**AIM OF THE TASK**
Consider the records below. How many of their lines include the word "apps"? State the number and nothing else.

**RECORDS FOR THIS EXERCISE**
------

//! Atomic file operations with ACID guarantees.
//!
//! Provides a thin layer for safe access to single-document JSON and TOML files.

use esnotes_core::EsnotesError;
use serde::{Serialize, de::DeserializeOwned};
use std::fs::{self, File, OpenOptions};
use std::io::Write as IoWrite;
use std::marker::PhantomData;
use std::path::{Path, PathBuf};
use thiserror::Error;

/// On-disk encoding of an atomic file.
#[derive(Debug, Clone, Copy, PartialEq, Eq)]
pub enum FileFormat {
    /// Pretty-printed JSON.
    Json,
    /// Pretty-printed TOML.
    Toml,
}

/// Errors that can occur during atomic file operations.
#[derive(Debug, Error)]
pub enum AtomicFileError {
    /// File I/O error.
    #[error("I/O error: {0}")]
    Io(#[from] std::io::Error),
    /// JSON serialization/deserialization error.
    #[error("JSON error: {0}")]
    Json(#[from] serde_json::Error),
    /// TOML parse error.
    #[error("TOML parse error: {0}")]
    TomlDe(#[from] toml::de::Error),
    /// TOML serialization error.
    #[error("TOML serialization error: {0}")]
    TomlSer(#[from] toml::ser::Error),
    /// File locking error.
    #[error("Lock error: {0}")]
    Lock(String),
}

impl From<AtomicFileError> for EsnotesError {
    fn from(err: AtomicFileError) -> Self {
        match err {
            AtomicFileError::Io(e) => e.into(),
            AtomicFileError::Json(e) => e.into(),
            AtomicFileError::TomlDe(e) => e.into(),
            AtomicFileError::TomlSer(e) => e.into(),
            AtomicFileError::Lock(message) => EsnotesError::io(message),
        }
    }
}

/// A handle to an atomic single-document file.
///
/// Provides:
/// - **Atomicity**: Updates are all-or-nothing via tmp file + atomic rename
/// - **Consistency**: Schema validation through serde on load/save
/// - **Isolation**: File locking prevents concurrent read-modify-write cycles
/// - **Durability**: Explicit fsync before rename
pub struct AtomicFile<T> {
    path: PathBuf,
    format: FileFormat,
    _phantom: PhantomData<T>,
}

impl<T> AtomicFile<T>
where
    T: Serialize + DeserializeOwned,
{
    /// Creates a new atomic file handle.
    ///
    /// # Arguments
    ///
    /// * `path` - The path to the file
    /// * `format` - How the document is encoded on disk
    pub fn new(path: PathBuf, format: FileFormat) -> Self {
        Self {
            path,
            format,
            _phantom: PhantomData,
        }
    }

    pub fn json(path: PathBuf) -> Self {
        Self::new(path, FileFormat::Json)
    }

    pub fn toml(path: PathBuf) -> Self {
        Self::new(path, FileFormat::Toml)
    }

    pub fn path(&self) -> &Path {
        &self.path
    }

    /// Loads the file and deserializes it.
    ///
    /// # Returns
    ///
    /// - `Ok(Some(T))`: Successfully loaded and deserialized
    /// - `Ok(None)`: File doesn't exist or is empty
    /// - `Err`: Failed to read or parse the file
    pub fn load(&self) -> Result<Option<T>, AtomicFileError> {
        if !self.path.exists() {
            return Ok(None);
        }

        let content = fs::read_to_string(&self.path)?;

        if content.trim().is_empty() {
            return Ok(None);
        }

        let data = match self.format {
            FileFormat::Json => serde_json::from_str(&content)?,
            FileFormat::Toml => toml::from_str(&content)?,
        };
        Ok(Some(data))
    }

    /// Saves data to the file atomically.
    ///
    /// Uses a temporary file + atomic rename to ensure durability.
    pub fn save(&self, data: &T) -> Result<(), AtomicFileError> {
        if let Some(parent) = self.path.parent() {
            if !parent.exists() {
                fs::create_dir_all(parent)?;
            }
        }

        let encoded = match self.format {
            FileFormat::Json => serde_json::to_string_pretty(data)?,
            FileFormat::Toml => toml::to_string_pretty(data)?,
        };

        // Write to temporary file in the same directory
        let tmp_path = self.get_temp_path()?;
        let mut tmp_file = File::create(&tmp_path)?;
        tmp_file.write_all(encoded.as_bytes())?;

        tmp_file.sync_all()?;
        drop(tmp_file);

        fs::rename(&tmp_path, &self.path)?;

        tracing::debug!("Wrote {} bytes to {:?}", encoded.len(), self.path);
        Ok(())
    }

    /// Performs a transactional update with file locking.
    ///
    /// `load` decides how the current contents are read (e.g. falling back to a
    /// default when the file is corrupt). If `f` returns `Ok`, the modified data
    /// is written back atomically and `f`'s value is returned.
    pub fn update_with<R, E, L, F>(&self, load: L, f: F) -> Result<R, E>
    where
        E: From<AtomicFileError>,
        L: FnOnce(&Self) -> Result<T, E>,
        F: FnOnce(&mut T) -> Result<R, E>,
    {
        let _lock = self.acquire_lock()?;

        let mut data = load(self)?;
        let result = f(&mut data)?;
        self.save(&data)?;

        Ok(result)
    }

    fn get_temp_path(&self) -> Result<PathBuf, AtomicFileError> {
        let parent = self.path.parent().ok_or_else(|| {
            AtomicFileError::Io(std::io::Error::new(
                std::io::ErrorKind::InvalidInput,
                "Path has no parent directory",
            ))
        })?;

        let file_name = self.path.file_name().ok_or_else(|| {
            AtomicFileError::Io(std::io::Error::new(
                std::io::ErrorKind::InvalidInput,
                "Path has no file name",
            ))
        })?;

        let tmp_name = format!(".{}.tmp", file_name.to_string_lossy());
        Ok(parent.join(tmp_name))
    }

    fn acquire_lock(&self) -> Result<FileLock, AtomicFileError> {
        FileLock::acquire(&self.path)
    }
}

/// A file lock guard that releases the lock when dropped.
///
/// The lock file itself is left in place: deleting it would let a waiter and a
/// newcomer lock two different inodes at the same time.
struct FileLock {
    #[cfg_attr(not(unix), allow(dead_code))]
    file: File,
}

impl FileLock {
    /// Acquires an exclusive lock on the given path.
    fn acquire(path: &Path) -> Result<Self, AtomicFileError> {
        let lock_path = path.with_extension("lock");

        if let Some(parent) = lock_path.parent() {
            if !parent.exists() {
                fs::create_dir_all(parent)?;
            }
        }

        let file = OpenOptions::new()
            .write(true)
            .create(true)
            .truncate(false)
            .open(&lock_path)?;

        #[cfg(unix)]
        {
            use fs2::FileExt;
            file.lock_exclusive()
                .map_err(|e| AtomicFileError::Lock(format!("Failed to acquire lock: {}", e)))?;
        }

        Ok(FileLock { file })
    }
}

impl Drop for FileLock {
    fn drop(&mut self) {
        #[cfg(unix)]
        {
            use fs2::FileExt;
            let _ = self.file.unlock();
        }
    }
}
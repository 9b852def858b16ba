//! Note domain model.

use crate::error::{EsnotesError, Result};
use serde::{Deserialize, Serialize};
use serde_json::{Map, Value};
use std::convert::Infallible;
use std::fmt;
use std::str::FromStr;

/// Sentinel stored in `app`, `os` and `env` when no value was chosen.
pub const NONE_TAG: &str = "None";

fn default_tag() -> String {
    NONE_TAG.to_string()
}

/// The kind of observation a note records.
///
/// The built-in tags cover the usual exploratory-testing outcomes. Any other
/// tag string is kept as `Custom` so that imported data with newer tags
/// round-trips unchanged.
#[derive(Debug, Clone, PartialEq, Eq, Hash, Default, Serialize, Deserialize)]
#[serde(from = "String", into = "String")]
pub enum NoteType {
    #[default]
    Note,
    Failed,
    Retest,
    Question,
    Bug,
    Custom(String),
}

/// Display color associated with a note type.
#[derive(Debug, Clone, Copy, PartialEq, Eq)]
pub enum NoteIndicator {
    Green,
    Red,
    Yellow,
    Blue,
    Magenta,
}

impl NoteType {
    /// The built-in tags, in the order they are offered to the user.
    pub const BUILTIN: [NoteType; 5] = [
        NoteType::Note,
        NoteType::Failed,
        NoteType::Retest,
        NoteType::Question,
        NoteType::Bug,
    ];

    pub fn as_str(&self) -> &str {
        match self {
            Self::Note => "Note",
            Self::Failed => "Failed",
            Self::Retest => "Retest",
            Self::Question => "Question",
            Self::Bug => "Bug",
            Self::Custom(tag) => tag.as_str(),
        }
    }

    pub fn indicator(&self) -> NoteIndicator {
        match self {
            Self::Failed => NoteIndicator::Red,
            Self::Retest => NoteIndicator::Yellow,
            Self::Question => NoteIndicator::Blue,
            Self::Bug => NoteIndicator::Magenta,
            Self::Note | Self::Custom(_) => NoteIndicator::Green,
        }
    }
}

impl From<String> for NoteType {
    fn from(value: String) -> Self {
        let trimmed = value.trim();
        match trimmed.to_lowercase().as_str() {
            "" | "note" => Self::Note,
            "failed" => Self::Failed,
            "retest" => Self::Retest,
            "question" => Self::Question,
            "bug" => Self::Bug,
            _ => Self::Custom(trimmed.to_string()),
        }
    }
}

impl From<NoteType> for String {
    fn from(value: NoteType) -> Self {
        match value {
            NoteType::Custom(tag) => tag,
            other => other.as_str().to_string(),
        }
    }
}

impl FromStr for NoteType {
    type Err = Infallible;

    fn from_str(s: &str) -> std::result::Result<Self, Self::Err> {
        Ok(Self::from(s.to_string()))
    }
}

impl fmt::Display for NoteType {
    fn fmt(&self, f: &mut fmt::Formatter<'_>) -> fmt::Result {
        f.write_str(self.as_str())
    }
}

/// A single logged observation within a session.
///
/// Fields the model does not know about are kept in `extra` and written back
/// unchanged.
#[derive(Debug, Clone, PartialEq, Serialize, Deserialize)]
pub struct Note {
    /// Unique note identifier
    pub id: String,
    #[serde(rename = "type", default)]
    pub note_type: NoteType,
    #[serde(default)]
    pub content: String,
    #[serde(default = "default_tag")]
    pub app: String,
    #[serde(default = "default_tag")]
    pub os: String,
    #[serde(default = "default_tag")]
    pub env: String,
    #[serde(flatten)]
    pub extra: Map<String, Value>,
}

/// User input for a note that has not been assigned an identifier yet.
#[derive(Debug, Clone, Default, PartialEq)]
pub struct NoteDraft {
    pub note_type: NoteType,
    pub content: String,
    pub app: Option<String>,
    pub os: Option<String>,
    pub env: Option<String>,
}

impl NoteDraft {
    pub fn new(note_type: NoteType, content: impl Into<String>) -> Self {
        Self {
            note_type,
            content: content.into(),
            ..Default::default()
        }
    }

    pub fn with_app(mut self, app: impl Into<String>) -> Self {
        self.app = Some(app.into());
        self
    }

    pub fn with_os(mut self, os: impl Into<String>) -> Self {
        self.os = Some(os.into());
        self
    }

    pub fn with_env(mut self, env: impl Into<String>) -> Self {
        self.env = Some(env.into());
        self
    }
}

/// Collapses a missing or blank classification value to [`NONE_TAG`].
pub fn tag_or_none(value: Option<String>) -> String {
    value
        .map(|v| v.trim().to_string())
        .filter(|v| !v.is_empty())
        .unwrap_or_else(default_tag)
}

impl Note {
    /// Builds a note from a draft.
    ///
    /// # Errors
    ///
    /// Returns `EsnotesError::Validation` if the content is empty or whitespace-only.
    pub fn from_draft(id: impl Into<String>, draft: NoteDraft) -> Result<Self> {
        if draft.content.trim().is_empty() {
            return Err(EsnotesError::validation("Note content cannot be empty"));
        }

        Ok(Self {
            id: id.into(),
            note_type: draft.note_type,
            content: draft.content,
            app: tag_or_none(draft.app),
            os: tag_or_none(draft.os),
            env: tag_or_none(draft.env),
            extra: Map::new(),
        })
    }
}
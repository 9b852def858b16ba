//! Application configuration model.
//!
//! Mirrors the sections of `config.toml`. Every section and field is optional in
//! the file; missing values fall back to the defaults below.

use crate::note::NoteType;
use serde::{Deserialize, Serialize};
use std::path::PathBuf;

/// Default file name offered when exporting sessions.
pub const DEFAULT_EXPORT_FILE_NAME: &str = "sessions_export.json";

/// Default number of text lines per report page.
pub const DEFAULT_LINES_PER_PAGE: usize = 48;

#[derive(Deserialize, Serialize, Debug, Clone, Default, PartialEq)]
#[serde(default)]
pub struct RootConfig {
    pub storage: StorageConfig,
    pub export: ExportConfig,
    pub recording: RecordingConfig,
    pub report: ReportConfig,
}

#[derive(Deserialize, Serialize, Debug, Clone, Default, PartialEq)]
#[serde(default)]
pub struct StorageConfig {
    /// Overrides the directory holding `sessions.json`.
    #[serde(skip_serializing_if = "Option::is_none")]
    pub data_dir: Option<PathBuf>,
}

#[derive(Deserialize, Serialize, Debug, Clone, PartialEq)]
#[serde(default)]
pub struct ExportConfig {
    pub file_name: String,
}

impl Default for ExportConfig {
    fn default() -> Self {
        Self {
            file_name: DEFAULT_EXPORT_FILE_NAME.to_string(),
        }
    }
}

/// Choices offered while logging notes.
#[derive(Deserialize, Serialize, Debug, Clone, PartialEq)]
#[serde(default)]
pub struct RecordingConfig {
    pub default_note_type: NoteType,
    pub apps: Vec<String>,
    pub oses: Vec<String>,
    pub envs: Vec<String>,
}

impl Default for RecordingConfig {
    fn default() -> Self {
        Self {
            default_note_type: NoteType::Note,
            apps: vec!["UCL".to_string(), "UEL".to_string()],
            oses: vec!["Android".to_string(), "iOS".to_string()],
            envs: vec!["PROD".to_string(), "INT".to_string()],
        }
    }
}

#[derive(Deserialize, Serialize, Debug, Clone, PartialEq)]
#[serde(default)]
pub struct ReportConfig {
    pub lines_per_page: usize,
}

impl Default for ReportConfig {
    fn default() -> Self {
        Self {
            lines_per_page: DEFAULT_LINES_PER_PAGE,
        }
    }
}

------

**RESPONSE TO THE TASK**
2